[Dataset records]
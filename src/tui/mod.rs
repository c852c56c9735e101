//! Terminal UI for tic-tac-toe.
//!
//! The view layer: draws snapshots from the store and turns key presses
//! into intents. It never mutates game state directly.

mod app;
mod input;
mod ui;

pub use app::{App, Control, View};
pub use input::{Command, Direction, command_for, move_cursor};

use crate::config::GameConfig;
use anyhow::{Context, Result};
use crossterm::{
    cursor::Show,
    event::{self, Event, KeyEventKind},
    execute,
    terminal::{EnterAlternateScreen, LeaveAlternateScreen, disable_raw_mode, enable_raw_mode},
};
use ratatui::{Terminal, backend::CrosstermBackend};
use std::io::{self, Stdout};
use std::time::Duration;
use tictactoe_core::StoreHandle;
use tracing::{error, info, instrument};

type Term = Terminal<CrosstermBackend<Stdout>>;

/// Runs the interactive game on `store` until the player quits.
///
/// Once raw mode is on, the terminal is restored on every exit path,
/// including a failed alternate-screen or backend setup.
#[instrument(skip_all, fields(locale = %config.locale()))]
pub fn run_tui(store: StoreHandle, config: &GameConfig) -> Result<()> {
    info!("Starting terminal UI");

    enable_raw_mode().context("Failed to enable raw mode")?;
    let res = enter_screen().and_then(|mut terminal| {
        let mut app = App::new(store, *config.locale())?;
        run_loop(&mut terminal, &mut app, config.poll_interval())
    });

    settle(res, restore_terminal())
}

fn enter_screen() -> Result<Term> {
    let mut stdout = io::stdout();
    execute!(stdout, EnterAlternateScreen).context("Failed to enter alternate screen")?;
    Terminal::new(CrosstermBackend::new(stdout)).context("Failed to create terminal")
}

/// Attempts every restore step even when an earlier one fails.
fn restore_terminal() -> io::Result<()> {
    let raw = disable_raw_mode();
    let mut stdout = io::stdout();
    let screen = execute!(stdout, LeaveAlternateScreen, Show);
    raw.and(screen)
}

/// Combines the session result with the restore result.
///
/// A session error is logged and returned even if restoring also failed.
fn settle(res: Result<()>, restored: io::Result<()>) -> Result<()> {
    if let Err(err) = &res {
        error!(error = ?err, "Game loop error");
    }
    match (res, restored) {
        (Err(err), Err(restore_err)) => {
            error!(error = %restore_err, "Failed to restore terminal");
            Err(err)
        }
        (Err(err), Ok(())) => Err(err),
        (Ok(()), restored) => restored.context("Failed to restore terminal"),
    }
}

fn run_loop(terminal: &mut Term, app: &mut App, poll: Duration) -> Result<()> {
    loop {
        if app.take_dirty() {
            let view = app.view()?;
            terminal.draw(|frame| ui::draw(frame, &view))?;
        }

        if event::poll(poll)? {
            match event::read()? {
                Event::Key(key) if key.kind == KeyEventKind::Press => {
                    if app.handle_key(key.code)? == Control::Quit {
                        return Ok(());
                    }
                }
                Event::Resize(_, _) => app.mark_dirty(),
                _ => {}
            }
        }
    }
}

What the task requires: Scan the entries above. Copy each line that has the string "Control".

Solution to the exercise:
pub use app::{App, Control, View};
                    if app.handle_key(key.code)? == Control::Quit {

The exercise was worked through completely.